BEGIN Record set

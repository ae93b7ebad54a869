//! The `ieltsim generate` command.

use std::path::PathBuf;

use anyhow::Result;
use comfy_table::Table;

use ieltsim_core::validate::{lint_test, validate_test};
use ieltsim_providers::config::load_config_from;

use super::resolve_provider;

pub async fn execute(
    output: PathBuf,
    provider: Option<String>,
    config_path: Option<PathBuf>,
) -> Result<()> {
    let config = load_config_from(config_path.as_deref())?;
    let provider = resolve_provider(&config, provider.as_deref())?;

    eprintln!("Generating test with provider '{}'...", provider.name());
    let test = provider.generate_test().await?;
    validate_test(&test)?;

    for warning in lint_test(&test) {
        match warning.question_id {
            Some(id) => eprintln!("warning: question {id}: {}", warning.message),
            None => eprintln!("warning: {}", warning.message),
        }
    }

    let mut table = Table::new();
    table.set_header(vec!["Passage", "Title", "Questions"]);
    for passage in &test.reading.passages {
        let count: usize = passage
            .question_groups
            .iter()
            .map(|g| g.questions.len())
            .sum();
        table.add_row(vec![
            passage.passage_number.to_string(),
            passage.title.clone(),
            count.to_string(),
        ]);
    }
    eprintln!("\n{table}");

    std::fs::create_dir_all(&output)?;
    let timestamp = chrono::Utc::now().format("%Y-%m-%dT%H%M%S");
    let path = output.join(format!("test-{timestamp}.json"));
    test.save_json(&path)?;
    eprintln!("Test saved to: {}", path.display());

    Ok(())
}
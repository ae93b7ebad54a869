//! The `ieltsim validate` command.

use std::path::PathBuf;

use anyhow::Result;

use ieltsim_core::model::Test;
use ieltsim_core::validate::{lint_test, validate_test};

pub fn execute(test_path: PathBuf) -> Result<()> {
    let test = Test::load_json(&test_path)?;

    if let Err(error) = validate_test(&test) {
        for defect in &error.defects {
            eprintln!("defect: {defect}");
        }
        anyhow::bail!(
            "{}: {} contract violation(s)",
            test_path.display(),
            error.defects.len()
        );
    }

    for warning in lint_test(&test) {
        match warning.question_id {
            Some(id) => eprintln!("warning: question {id}: {}", warning.message),
            None => eprintln!("warning: {}", warning.message),
        }
    }

    eprintln!(
        "OK: {} passages, {} questions, {} groups",
        test.reading.passages.len(),
        test.question_count(),
        test.group_count()
    );
    Ok(())
}
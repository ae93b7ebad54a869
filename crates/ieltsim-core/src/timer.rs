//! Section countdown.
//!
//! An explicit countdown state machine: the driver calls `tick` once per
//! second and forwards `Expired` to the session as a forced submission.
//! Expiry fires exactly once, so a driver that keeps ticking after the
//! session moved on cannot re-trigger it.

/// Per-section time limit in seconds.
pub const SECTION_DURATION_SECS: u64 = 3600;

/// Discrete countdown events.
#[derive(Debug, Clone, Copy, PartialEq, Eq)]
pub enum CountdownEvent {
    /// One second elapsed; time remains.
    Tick { remaining_secs: u64 },
    /// The countdown reached zero. Emitted at most once.
    Expired,
}

/// One-shot countdown for a test section.
#[derive(Debug, Clone)]
pub struct Countdown {
    remaining_secs: u64,
    fired: bool,
}

impl Countdown {
    pub fn new(duration_secs: u64) -> Self {
        Countdown {
            remaining_secs: duration_secs,
            fired: false,
        }
    }

    /// A countdown over the standard section duration.
    pub fn section() -> Self {
        Countdown::new(SECTION_DURATION_SECS)
    }

    /// Advance by one second. Returns `None` once expiry has fired.
    pub fn tick(&mut self) -> Option<CountdownEvent> {
        if self.fired {
            return None;
        }
        self.remaining_secs = self.remaining_secs.saturating_sub(1);
        if self.remaining_secs == 0 {
            self.fired = true;
            Some(CountdownEvent::Expired)
        } else {
            Some(CountdownEvent::Tick {
                remaining_secs: self.remaining_secs,
            })
        }
    }

    pub fn remaining_secs(&self) -> u64 {
        self.remaining_secs
    }

    pub fn is_expired(&self) -> bool {
        self.fired
    }

    /// `MM:SS` clock string for display.
    pub fn format_clock(&self) -> String {
        let minutes = self.remaining_secs / 60;
        let seconds = self.remaining_secs % 60;
        format!("{minutes:02}:{seconds:02}")
    }
}

#[cfg(test)]
mod tests {
    use super::*;

    #[test]
    fn counts_down_and_expires_once() {
        let mut countdown = Countdown::new(3);
        assert_eq!(
            countdown.tick(),
            Some(CountdownEvent::Tick { remaining_secs: 2 })
        );
        assert_eq!(
            countdown.tick(),
            Some(CountdownEvent::Tick { remaining_secs: 1 })
        );
        assert_eq!(countdown.tick(), Some(CountdownEvent::Expired));
        assert!(countdown.is_expired());
        // Further ticks never re-fire.
        assert_eq!(countdown.tick(), None);
        assert_eq!(countdown.tick(), None);
    }

    #[test]
    fn zero_duration_expires_on_first_tick() {
        let mut countdown = Countdown::new(0);
        assert_eq!(countdown.tick(), Some(CountdownEvent::Expired));
        assert_eq!(countdown.tick(), None);
    }

    #[test]
    fn clock_formatting() {
        assert_eq!(Countdown::new(3600).format_clock(), "60:00");
        assert_eq!(Countdown::new(299).format_clock(), "04:59");
        assert_eq!(Countdown::new(0).format_clock(), "00:00");
    }

    #[test]
    fn section_uses_standard_duration() {
        assert_eq!(Countdown::section().remaining_secs(), SECTION_DURATION_SECS);
    }
}
//! Collaborator seams for the session state machine.
//!
//! `ContentProvider` is implemented by the `ieltsim-providers` crate;
//! `ConfirmGate` is implemented by whatever front end drives the session.

use async_trait::async_trait;

use crate::model::{Test, WritingFeedback, WritingSubmission};

/// External service that generates tests and grades writing submissions.
///
/// Both operations are opaque network boundaries: slow, fallible, and
/// non-deterministic. The session machine owns the failure policy.
#[async_trait]
pub trait ContentProvider: Send + Sync {
    /// Human-readable backend name (e.g. "gemini").
    fn name(&self) -> &str;

    /// Produce a complete test. The request shape is fixed; the returned
    /// payload is still subject to contract validation by the caller.
    async fn generate_test(&self) -> anyhow::Result<Test>;

    /// Grade a finalized writing submission.
    async fn grade_writing(&self, submission: &WritingSubmission)
        -> anyhow::Result<WritingFeedback>;
}

/// Interactive confirmation capability.
///
/// The session machine asks before finalizing an incomplete submission;
/// presentation layers answer however they like (dialog, prompt, policy).
#[async_trait]
pub trait ConfirmGate: Send + Sync {
    /// Return `true` to proceed, `false` to stay in the current phase.
    async fn confirm(&self, prompt: &str) -> bool;
}

/// Gate that always proceeds. Suits non-interactive front ends.
pub struct AlwaysConfirm;

#[async_trait]
impl ConfirmGate for AlwaysConfirm {
    async fn confirm(&self, _prompt: &str) -> bool {
        true
    }
}
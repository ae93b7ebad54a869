//! Session error types.
//!
//! Only intent-level misuse surfaces as an `Err`: provider failures,
//! incomplete answers, and stale responses are policy, absorbed into the
//! session state by the machine itself.

use thiserror::Error;

use crate::session::Phase;

/// Errors returned by session transition methods.
#[derive(Debug, Error)]
pub enum SessionError {
    /// The intent is not valid in the session's current phase.
    #[error("{intent} is not allowed while {phase}")]
    InvalidTransition {
        intent: &'static str,
        phase: Phase,
    },
}
/// Response schema for essay grading.
fn feedback_schema() -> Value {
    let criterion = || {
        json!({
            "type": "OBJECT",
            "properties": {
                "band": { "type": "NUMBER" },
                "feedback": { "type": "STRING" }
            },
            "required": ["band", "feedback"]
        })
    };

    json!({
        "type": "OBJECT",
        "properties": {
            "taskAchievement": criterion(),
            "coherenceAndCohesion": criterion(),
            "lexicalResource": criterion(),
            "grammaticalRangeAndAccuracy": criterion(),
            "overallBand": { "type": "NUMBER" },
            "wordCountTask1": { "type": "INTEGER" },
            "wordCountTask2": { "type": "INTEGER" }
        },
        "required": [
            "taskAchievement",
            "coherenceAndCohesion",
            "lexicalResource",
            "grammaticalRangeAndAccuracy",
            "overallBand",
            "wordCountTask1",
            "wordCountTask2"
        ]
    })
}

#[cfg(test)]
mod tests {
    use super::*;
    use crate::mock::{sample_feedback, sample_test};
    use wiremock::matchers::{header, method, path};
    use wiremock::{Mock, MockServer, ResponseTemplate};

    /// Wrap a payload the way the API returns it: a single candidate whose
    /// text part is the JSON-encoded payload.
    fn candidate_body(payload: &Value) -> Value {
        json!({
            "candidates": [{
                "content": {
                    "parts": [{ "text": payload.to_string() }]
                }
            }]
        })
    }

    /// The sample test in wire form: chart data as an embedded JSON string.
    fn wire_test() -> Value {
        let mut value = serde_json::to_value(sample_test()).unwrap();
        let data = value.pointer("/writing/task1/data").unwrap().clone();
        *value.pointer_mut("/writing/task1/data").unwrap() = Value::String(data.to_string());
        value
    }

    fn provider(server: &MockServer) -> GeminiProvider {
        GeminiProvider::new("test-key", Some(server.uri()), None)
    }

    #[tokio::test]
    async fn successful_generation_parses_embedded_chart_data() {
        let server = MockServer::start().await;

        Mock::given(method("POST"))
            .and(path("/v1beta/models/gemini-2.5-flash:generateContent"))
            .and(header("x-goog-api-key", "test-key"))
            .respond_with(ResponseTemplate::new(200).set_body_json(candidate_body(&wire_test())))
            .mount(&server)
            .await;

        let test = provider(&server).generate_test().await.unwrap();
        assert_eq!(test.reading.passages.len(), 3);
        assert_eq!(test.question_count(), 40);
        assert_eq!(test.writing.task1.data.len(), 3);
        assert!(test.writing.task1.data[0].series.contains_key("Greenfield"));
    }

    #[tokio::test]
    async fn malformed_chart_data_is_a_hard_failure() {
        let server = MockServer::start().await;

        let mut payload = wire_test();
        *payload.pointer_mut("/writing/task1/data").unwrap() =
            Value::String("not valid json {".into());

        Mock::given(method("POST"))
            .respond_with(ResponseTemplate::new(200).set_body_json(candidate_body(&payload)))
            .mount(&server)
            .await;

        let err = provider(&server).generate_test().await.unwrap_err();
        assert!(err.to_string().contains("chart data"));
    }

    #[tokio::test]
    async fn authentication_failure() {
        let server = MockServer::start().await;

        Mock::given(method("POST"))
            .respond_with(ResponseTemplate::new(403).set_body_string("API key not valid"))
            .mount(&server)
            .await;

        let err = provider(&server).generate_test().await.unwrap_err();
        assert!(err.to_string().contains("authentication"));
    }

    #[tokio::test]
    async fn rate_limiting_honors_retry_after() {
        let server = MockServer::start().await;

        Mock::given(method("POST"))
            .respond_with(ResponseTemplate::new(429).insert_header("retry-after", "7"))
            .mount(&server)
            .await;

        let err = provider(&server).generate_test().await.unwrap_err();
        assert!(err.to_string().contains("retry after 7000ms"));
    }

    #[tokio::test]
    async fn empty_candidates_is_an_error() {
        let server = MockServer::start().await;

        Mock::given(method("POST"))
            .respond_with(ResponseTemplate::new(200).set_body_json(json!({"candidates": []})))
            .mount(&server)
            .await;

        let err = provider(&server).generate_test().await.unwrap_err();
        assert!(err.to_string().contains("empty response"));
    }

    #[tokio::test]
    async fn successful_grading() {
        let server = MockServer::start().await;

        let payload = serde_json::to_value(sample_feedback()).unwrap();
        Mock::given(method("POST"))
            .respond_with(ResponseTemplate::new(200).set_body_json(candidate_body(&payload)))
            .mount(&server)
            .await;

        let submission = WritingSubmission {
            task1: "The chart shows visitor numbers falling in 2020.".into(),
            task2: "Museums serve the public best when access is universal.".into(),
        };
        let feedback = provider(&server).grade_writing(&submission).await.unwrap();
        assert_eq!(feedback.overall_band, 6.5);
        assert_eq!(feedback.criteria()[0].0, "Task Achievement");
    }
}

END Record set

Would you give the number of lines in this listing that include "enum"? Only the number, please.

2